( GETTY IMAGES NORTH AMERICA / ANDREW HARNIK )
CNN entre dans une séquence incertaine avec le rachat de sa maison mère Warner Bros Discovery (WBD), dont Donald Trump voudrait profiter pour influer sur la ligne éditoriale de la chaîne d'information, qui est engagée dans un changement de modèle économique.
"Je serai probablement impliqué" dans la décision du gouvernement américain d'autoriser ou non l'acquisition de WBD par Netflix ou Paramount Skydance, les deux prétendants, a clamé, la semaine dernière, le président américain.
Et le milliardaire entend clairement utiliser ce dossier pour mettre au pas la chaîne qu'il critique le plus depuis une décennie, plutôt prisée des téléspectateurs de gauche mais aussi consultée régulièrement par 20% des républicains, selon une étude du Pew Research Center.
"Les dirigeants de CNN sont un groupe de gens très malhonnêtes", a-t-il lancé, et "je ne pense pas qu'ils devraient rester en place".
Selon le Wall Street Journal, le patron de Paramount Skydance, David Ellison, aurait assuré à Donald Trump qu'en cas de feu vert à son offre, il remodèlerait CNN et sa grille. Elle comprend notamment aujourd'hui les présentateurs Kaitlan Collins et Jake Tapper, pugnaces dans leur couverture du gouvernement Trump.
Le groupe a déjà obtenu, en juillet, l'agrément du régulateur au rapprochement entre Paramount et Skydance après s'être engagé à modifier la ligne éditoriale de la chaîne CBS.
"Un virage à droite imprimé par Paramount serait une menace pour l'indépendance éditoriale de CNN", analyse Mark Feldstein, professeur à l'université du Maryland, "mais il n'est pas certain qu'ils seraient mieux lotis si c'était Netflix" qui l'emportait.
Dans ce dernier scénario, Warner Bros Discovery se séparerait ainsi préalablement de son portefeuille de chaînes (dont CNN), désormais logé dans une nouvelle société cotée indépendante, baptisée Discovery Global.
La station tout info se retrouverait alors prisonnière d'une société très endettée, aux faibles perspectives de croissance car dépendante de la télévision par câble aux Etats-Unis, qui perd des millions d'abonnés chaque année.
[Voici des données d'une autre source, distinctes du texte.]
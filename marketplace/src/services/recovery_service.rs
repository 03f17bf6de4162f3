// marketplace/src/services/recovery_service.rs

//! Forgot-password / reset-password flow.

use chrono::{Duration, Utc};
use std::sync::Arc;
use tracing::{error, info, instrument, warn};

use crate::db::UserStore;
use crate::errors::{AppError, Result as AppResult};
use crate::services::auth_service::{generate_reset_token, hash_password};
use crate::services::mailer::{Mailer, OutgoingEmail};

pub const MIN_PASSWORD_LENGTH: usize = 8;

#[derive(Debug, Clone)]
pub struct RecoverySettings {
  pub app_base_url: String,
  pub email_sender: String,
  pub token_ttl: Duration,
}

impl Default for RecoverySettings {
  fn default() -> Self {
    Self {
      app_base_url: "http://127.0.0.1:8080".to_string(),
      email_sender: "noreply@example.com".to_string(),
      token_ttl: Duration::minutes(60),
    }
  }
}

pub struct RecoveryService {
  users: Arc<dyn UserStore>,
  mailer: Arc<dyn Mailer>,
  settings: RecoverySettings,
}

impl RecoveryService {
  pub fn new(users: Arc<dyn UserStore>, mailer: Arc<dyn Mailer>, settings: RecoverySettings) -> Self {
    Self { users, mailer, settings }
  }

  /// Issues a reset token for `email` and mails the reset link.
  ///
  /// The token is stored before the mail goes out, so a delivery failure leaves
  /// a valid but unsent token behind; requesting again replaces it.
  #[instrument(name = "recovery_service::forgot_password", skip(self))]
  pub async fn forgot_password(&self, email: Option<&str>) -> AppResult<()> {
    let email = required(email, "email")?;
    let user = self.users.find_user_by_email(email).await?.ok_or_else(|| {
      warn!("Password reset requested for unknown email.");
      AppError::NotFound("User not found".to_string())
    })?;

    let token = generate_reset_token();
    let expires_at = Utc::now() + self.settings.token_ttl;
    self.users.set_password_reset_token(user.id, &token, expires_at).await?;

    let reset_link = format!(
      "{}/reset-password/{}",
      self.settings.app_base_url.trim_end_matches('/'),
      token
    );
    let email = OutgoingEmail {
      to: user.email.clone(),
      from: self.settings.email_sender.clone(),
      subject: "Reset your password".to_string(),
      text_body: format!(
        "A password reset was requested for your account.\n\nFollow this link to choose a new password: {}\n\nThe link expires at {}.",
        reset_link,
        expires_at.to_rfc3339()
      ),
    };

    let sent = self.mailer.send(email).await.map_err(|mail_err| {
      error!(user_id = %user.id, error = %mail_err, "Failed to deliver password reset email.");
      AppError::Delivery(mail_err)
    })?;
    info!(user_id = %user.id, message_id = %sent.message_id, "Password reset email sent.");
    Ok(())
  }

  /// Sets a new password when `token` matches the one issued for `email` and has not expired.
  #[instrument(name = "recovery_service::reset_password", skip(self, token, password))]
  pub async fn reset_password(&self, email: Option<&str>, token: Option<&str>, password: Option<&str>) -> AppResult<()> {
    let password = password
      .filter(|p| !p.is_empty())
      .ok_or_else(|| AppError::field("password", "password is required"))?;
    if password.chars().count() < MIN_PASSWORD_LENGTH {
      return Err(AppError::field(
        "password",
        format!("password must be at least {} characters", MIN_PASSWORD_LENGTH),
      ));
    }
    let invalid_token = || AppError::Unauthorized("Invalid password reset token".to_string());
    let (Some(email), Some(token)) = (non_blank(email), non_blank(token)) else {
      return Err(invalid_token());
    };

    let user = self.users.find_user_by_reset_token(email, token).await?.ok_or_else(|| {
      warn!("Reset token did not match any user.");
      invalid_token()
    })?;
    match user.password_reset_expires_at {
      Some(expires_at) if expires_at > Utc::now() => {}
      _ => {
        warn!(user_id = %user.id, "Reset token has expired.");
        return Err(invalid_token());
      }
    }

    let password_hash = hash_password(password)?;
    self.users.update_password(user.id, &password_hash).await?;
    info!(user_id = %user.id, "Password reset completed.");
    Ok(())
  }
}

fn non_blank(value: Option<&str>) -> Option<&str> {
  value.map(str::trim).filter(|v| !v.is_empty())
}

fn required<'a>(value: Option<&'a str>, field: &str) -> AppResult<&'a str> {
  non_blank(value).ok_or_else(|| AppError::field(field, format!("{} is required", field)))
}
Dans ce contexte, "ce serait donc difficile pour Discovery Global de justifier des investissements dans CNN (...) car ils seront davantage concentrés sur leurs résultats à court terme", anticipe Brian Wieser, patron du cabinet de conseil Madison and Wall.
- "Aller chercher le public" -
Or, sous la houlette de l'ancien patron du New York Times et de la BBC, Mark Thompson, CNN est engagé dans une réorientation stratégique majeure pour réduire sa dépendance à la télévision traditionnelle.
Elle a lancé, fin octobre, une offre par abonnement (à 6,99 dollars par mois) qui comprend l'accès, en streaming, à la plupart des programmes ainsi qu'à tout le site CNN.com, qui a mis en place, fin 2024, une limite au nombre d'articles consultables gratuitement.
Lors du podcast "Channels", Mark Thompson a affirmé que, selon une étude commandée par la chaîne, 18 millions d'Américains qui se sont désabonnés du câble depuis la pandémie de coronavirus seraient "très intéressés de payer pour un abonnement à CNN seul".
"Pour que CNN reste fort à l'avenir", fait valoir le dirigeant, "nous devons aller chercher notre public là où il est".
Les chaînes Fox News, CNBC, Newsmax mais aussi, plus récemment, NBC, ont déjà toutes tenté le pari d'une offre de streaming dédiée à l'info seule, hors d'un bouquet ou d'une plateforme, mais il s'agissait, dans tous les cas, d'un produit de complément.
Jadis numéro un incontesté de l'info en continu, CNN réunit aujourd'hui moins de 500.000 téléspectateurs en moyenne par jour, loin de ses rivales MSNBC et surtout Fox News, mais aussi derrière la chaîne de bricolage et décoration HGTV, par exemple, même si elle a indiqué à l'AFP être toujours rentable.
Malgré son déclin chiffré, "elle conserve une place importante dans le paysage médiatique", estime Victor Pickard, professeur à l'université de Pennsylvanie, qui met en avant "la puissance de sa marque", connue de 94% des Américains, selon une étude du Pew Research Center.
Il souligne aussi "son influence mondiale", grâce à sa version non américaine CNN International, accessible dans 321 millions de foyers.
"Le meilleur scénario serait qu'elle soit vendue séparément", détachée de tout autre média, considère Brian Wieser. "Mais le problème c'est que le gouvernement Trump s'en mêlera forcément."